### Work request
Determine the number of lines in the listing below that hold the word "every". Write the number alone.

### Data to process
-- -- --

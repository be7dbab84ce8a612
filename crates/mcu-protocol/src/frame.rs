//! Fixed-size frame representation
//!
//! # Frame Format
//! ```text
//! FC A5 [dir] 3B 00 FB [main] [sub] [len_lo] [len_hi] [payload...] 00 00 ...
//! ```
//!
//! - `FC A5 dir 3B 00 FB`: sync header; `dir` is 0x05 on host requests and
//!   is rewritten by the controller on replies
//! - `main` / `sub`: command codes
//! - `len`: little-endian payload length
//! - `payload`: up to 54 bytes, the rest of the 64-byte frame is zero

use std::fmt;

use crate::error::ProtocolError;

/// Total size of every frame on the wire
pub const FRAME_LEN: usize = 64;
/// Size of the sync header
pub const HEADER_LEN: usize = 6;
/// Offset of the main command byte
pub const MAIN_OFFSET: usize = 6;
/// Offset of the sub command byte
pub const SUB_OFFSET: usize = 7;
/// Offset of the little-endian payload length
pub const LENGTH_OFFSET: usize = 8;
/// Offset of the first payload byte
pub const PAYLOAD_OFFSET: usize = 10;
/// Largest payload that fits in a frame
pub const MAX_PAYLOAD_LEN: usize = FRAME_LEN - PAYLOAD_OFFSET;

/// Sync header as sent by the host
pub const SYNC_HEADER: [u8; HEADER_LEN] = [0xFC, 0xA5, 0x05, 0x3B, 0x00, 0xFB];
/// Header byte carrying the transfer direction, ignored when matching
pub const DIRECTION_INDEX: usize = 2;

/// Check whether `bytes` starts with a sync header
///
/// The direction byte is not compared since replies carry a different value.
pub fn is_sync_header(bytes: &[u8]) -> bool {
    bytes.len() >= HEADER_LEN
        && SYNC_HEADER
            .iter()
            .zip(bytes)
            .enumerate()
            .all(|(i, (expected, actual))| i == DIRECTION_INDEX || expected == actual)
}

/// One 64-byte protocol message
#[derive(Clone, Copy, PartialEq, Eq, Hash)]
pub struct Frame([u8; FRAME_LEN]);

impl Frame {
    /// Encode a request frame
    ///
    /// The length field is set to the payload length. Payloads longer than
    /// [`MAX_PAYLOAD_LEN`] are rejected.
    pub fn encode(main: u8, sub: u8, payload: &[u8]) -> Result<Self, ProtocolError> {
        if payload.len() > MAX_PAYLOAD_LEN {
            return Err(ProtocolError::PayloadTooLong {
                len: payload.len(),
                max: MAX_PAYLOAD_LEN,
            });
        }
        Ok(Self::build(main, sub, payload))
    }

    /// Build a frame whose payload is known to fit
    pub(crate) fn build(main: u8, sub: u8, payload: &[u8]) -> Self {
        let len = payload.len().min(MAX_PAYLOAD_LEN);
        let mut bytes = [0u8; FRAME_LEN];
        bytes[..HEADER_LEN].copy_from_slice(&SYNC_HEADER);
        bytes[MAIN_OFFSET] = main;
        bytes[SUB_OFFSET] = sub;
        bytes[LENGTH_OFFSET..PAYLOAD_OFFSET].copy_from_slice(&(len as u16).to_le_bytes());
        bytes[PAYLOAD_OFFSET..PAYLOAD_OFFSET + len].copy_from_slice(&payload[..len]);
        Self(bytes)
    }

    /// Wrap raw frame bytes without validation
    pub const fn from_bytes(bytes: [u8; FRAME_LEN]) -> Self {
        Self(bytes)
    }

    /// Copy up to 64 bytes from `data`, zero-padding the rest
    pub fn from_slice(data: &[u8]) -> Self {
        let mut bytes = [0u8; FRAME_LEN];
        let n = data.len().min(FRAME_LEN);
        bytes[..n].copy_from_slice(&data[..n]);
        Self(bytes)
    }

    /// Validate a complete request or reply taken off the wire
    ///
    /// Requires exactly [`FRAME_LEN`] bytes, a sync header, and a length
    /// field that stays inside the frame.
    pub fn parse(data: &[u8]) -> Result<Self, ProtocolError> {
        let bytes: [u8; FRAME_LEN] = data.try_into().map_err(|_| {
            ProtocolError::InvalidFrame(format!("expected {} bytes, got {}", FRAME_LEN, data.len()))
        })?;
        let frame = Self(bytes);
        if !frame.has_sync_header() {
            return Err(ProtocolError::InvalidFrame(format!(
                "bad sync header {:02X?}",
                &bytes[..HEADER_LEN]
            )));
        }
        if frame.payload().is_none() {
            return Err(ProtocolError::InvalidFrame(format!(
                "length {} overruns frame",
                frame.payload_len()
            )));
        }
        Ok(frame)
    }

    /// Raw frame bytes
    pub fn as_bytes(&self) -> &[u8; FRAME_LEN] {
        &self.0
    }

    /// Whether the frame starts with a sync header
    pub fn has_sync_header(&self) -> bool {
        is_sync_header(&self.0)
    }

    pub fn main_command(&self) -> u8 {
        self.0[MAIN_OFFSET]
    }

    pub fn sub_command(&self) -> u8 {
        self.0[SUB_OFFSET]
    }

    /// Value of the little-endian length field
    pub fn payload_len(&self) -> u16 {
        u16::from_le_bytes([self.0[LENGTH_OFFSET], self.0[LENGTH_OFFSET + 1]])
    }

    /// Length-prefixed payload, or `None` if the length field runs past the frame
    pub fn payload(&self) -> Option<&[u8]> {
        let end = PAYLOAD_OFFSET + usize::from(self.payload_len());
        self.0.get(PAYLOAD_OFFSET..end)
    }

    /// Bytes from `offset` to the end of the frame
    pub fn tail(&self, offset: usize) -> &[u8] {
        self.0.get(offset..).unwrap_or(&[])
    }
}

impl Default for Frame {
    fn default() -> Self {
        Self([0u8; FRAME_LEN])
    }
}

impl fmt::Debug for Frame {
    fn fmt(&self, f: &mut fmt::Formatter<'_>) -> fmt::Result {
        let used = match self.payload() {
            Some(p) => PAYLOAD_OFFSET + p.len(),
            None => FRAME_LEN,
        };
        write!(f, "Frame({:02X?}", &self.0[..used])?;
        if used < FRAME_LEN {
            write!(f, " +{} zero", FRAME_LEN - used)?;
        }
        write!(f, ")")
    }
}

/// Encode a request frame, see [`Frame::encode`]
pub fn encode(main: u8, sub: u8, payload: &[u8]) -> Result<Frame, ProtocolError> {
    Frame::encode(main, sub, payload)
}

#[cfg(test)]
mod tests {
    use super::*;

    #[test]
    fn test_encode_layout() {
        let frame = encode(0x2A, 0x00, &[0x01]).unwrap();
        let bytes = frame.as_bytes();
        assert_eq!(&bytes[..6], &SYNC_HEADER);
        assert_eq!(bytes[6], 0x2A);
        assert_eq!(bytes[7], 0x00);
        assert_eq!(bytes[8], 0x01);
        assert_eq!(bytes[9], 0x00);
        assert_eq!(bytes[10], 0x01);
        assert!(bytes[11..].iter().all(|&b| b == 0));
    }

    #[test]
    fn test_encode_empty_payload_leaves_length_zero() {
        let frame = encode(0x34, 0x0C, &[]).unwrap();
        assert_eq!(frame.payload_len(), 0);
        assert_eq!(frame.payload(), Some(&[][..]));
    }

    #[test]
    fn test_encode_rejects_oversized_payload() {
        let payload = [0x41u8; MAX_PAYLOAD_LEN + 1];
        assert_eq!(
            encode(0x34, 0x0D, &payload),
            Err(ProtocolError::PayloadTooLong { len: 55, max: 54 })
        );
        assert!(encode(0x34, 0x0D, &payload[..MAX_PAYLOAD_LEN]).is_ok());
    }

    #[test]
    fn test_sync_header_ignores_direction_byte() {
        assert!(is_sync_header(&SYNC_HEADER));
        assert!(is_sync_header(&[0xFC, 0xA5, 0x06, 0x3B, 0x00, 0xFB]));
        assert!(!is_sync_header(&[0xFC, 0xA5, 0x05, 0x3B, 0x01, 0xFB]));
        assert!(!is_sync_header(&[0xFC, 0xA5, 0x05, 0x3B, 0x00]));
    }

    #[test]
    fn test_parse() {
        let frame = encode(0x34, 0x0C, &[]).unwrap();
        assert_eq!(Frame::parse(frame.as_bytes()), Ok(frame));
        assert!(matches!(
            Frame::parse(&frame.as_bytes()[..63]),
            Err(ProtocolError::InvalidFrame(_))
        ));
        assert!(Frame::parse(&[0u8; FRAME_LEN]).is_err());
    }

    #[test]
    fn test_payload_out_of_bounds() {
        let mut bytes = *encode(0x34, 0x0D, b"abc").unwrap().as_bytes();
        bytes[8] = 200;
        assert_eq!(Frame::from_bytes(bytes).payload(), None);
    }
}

-- -- --

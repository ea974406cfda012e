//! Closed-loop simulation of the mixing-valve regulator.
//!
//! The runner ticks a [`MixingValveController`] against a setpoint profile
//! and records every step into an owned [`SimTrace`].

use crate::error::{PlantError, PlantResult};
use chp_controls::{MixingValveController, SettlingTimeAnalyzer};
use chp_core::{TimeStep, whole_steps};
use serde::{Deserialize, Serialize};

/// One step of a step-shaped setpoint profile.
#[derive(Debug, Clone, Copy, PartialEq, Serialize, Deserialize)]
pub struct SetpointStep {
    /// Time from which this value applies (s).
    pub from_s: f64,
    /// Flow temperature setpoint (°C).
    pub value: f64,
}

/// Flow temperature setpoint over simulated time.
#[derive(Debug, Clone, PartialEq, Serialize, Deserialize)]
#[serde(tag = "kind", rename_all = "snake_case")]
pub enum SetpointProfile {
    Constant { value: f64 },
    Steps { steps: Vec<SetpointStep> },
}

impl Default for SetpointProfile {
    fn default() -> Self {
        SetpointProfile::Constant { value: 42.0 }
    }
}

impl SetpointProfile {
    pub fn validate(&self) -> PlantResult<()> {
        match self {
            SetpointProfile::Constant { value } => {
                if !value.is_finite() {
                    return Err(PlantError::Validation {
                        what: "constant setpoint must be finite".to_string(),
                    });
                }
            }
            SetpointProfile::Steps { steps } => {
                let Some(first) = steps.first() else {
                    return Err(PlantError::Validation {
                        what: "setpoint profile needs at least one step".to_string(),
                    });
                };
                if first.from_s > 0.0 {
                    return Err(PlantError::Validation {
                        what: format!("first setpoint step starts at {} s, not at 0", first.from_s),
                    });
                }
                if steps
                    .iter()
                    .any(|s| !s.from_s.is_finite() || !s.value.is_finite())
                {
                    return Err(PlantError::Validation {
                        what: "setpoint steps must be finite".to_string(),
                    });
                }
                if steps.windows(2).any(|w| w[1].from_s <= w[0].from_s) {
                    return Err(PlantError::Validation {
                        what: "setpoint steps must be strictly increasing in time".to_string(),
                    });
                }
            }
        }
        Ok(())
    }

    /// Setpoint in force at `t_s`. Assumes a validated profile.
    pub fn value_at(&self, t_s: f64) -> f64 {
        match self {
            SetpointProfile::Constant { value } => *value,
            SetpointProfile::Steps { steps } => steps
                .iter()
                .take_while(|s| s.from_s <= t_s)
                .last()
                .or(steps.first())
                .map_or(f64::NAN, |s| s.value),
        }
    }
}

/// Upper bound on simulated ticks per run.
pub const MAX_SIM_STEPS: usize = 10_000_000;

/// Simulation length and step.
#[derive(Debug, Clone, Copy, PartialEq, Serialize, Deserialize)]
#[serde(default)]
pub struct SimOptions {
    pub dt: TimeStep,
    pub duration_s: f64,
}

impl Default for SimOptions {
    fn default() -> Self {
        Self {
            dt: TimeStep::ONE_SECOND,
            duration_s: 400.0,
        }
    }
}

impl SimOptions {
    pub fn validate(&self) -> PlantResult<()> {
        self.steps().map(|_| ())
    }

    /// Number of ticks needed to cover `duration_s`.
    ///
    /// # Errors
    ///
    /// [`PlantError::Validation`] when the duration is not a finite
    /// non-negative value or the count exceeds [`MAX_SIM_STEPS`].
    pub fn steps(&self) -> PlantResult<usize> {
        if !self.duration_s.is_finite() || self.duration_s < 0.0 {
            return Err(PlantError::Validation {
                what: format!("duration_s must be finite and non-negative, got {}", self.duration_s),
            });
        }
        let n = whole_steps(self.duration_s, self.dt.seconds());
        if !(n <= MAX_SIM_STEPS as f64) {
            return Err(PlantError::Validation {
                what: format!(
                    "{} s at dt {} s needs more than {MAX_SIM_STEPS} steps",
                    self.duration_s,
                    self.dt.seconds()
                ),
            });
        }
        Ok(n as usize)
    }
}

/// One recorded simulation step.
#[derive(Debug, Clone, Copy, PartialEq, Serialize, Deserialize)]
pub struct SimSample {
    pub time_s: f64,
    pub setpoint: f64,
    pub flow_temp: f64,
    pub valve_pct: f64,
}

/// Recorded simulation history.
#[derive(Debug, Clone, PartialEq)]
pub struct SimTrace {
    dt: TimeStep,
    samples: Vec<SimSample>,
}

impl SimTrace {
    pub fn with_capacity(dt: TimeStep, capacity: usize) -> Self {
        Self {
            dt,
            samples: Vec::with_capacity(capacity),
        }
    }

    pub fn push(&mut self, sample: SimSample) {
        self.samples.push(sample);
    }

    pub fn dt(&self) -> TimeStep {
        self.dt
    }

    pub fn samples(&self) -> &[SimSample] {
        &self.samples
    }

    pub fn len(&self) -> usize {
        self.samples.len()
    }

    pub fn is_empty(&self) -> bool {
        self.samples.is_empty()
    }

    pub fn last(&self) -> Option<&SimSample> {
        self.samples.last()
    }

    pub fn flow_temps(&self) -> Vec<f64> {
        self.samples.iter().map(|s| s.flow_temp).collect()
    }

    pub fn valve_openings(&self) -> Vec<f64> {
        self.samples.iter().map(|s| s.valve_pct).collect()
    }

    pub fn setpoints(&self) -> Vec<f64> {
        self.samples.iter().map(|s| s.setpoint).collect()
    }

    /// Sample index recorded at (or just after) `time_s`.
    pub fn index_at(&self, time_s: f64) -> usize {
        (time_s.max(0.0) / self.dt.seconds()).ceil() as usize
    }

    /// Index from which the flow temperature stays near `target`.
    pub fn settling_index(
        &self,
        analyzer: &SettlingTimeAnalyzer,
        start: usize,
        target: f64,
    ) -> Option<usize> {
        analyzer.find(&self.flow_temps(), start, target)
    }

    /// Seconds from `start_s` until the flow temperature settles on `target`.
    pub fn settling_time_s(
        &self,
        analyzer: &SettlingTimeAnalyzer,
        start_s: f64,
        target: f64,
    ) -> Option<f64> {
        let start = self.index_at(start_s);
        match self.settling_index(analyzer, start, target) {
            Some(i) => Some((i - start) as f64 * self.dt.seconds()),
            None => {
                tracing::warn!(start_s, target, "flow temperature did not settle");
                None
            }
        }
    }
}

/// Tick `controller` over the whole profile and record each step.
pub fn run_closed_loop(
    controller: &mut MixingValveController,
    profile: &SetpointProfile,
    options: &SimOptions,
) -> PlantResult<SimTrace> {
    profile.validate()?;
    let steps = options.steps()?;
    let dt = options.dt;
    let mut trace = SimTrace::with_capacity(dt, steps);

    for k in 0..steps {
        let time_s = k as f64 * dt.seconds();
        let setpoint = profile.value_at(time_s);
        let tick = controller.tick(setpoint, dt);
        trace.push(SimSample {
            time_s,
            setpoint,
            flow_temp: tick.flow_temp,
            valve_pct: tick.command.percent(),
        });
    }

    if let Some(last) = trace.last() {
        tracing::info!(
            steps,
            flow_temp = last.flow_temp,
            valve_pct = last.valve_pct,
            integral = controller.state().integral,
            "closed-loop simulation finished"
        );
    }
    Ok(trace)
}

-- -- --

### Result for this exercise
2